[PROBLEM STATEMENT] Scan the data below and copy each line where "with" occurs.

= = = = =

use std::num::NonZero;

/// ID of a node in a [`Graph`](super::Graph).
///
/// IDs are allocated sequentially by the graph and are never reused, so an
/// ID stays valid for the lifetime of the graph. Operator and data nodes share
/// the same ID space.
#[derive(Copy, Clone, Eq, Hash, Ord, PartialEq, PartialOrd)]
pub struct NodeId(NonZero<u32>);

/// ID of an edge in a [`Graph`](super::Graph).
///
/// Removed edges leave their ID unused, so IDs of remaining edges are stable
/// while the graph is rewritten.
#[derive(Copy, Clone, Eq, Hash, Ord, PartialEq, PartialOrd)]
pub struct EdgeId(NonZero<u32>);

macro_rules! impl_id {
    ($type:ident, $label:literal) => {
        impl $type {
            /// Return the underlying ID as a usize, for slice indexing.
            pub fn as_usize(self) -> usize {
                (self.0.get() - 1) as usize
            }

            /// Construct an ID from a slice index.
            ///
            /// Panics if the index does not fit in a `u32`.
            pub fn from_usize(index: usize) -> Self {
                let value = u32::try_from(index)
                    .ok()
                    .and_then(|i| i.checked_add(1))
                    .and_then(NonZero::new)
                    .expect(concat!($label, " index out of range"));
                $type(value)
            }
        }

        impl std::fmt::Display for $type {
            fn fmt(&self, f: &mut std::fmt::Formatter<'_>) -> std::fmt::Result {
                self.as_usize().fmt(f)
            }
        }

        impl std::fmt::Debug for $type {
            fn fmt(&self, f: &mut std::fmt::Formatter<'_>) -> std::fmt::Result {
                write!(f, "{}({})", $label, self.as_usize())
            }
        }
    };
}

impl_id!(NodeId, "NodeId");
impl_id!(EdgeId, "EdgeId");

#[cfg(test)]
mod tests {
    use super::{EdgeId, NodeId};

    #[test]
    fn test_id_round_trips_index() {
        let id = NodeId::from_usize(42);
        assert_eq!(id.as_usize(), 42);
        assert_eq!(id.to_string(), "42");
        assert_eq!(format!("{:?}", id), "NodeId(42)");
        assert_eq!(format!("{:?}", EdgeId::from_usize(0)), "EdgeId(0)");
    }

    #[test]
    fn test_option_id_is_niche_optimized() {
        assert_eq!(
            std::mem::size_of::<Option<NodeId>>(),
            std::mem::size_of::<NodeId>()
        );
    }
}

= = = = =

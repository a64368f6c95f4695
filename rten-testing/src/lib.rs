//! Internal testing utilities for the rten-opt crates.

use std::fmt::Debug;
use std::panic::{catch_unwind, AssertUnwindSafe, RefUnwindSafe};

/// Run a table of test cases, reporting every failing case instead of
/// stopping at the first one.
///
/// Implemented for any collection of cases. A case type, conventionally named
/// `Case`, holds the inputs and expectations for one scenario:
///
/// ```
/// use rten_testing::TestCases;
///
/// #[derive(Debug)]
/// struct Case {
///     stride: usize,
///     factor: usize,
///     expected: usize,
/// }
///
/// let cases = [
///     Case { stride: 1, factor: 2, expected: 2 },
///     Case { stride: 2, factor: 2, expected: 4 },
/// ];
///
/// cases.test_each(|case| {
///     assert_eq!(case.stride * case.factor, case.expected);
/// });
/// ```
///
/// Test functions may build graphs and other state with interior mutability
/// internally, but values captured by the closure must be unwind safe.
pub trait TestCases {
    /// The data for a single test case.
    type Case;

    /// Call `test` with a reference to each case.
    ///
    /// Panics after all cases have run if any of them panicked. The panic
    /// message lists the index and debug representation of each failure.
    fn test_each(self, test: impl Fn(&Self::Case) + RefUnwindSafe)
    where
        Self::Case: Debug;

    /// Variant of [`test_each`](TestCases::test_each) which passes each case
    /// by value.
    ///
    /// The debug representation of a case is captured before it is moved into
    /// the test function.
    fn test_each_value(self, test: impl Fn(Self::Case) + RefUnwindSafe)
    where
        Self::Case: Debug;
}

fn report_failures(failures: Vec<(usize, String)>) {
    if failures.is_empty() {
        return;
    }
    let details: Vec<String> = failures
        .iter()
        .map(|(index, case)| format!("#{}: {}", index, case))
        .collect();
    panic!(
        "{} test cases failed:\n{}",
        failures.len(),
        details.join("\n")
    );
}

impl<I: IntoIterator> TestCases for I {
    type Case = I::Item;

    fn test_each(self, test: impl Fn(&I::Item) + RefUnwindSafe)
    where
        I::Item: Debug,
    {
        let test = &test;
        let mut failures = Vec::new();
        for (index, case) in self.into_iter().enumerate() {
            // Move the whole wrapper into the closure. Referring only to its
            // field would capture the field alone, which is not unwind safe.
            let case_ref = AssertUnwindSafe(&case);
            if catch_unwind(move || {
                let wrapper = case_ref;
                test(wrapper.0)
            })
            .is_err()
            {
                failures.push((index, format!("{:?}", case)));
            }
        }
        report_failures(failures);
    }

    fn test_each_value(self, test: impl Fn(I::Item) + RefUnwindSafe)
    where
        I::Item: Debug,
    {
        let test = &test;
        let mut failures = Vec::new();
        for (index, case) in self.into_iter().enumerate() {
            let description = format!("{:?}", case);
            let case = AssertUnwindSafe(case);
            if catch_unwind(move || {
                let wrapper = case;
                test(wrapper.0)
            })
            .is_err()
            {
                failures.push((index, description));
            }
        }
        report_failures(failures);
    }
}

= = = = =

[REPLY TO THE TASK]
/// Test functions may build graphs and other state with interior mutability
    /// Call `test` with a reference to each case.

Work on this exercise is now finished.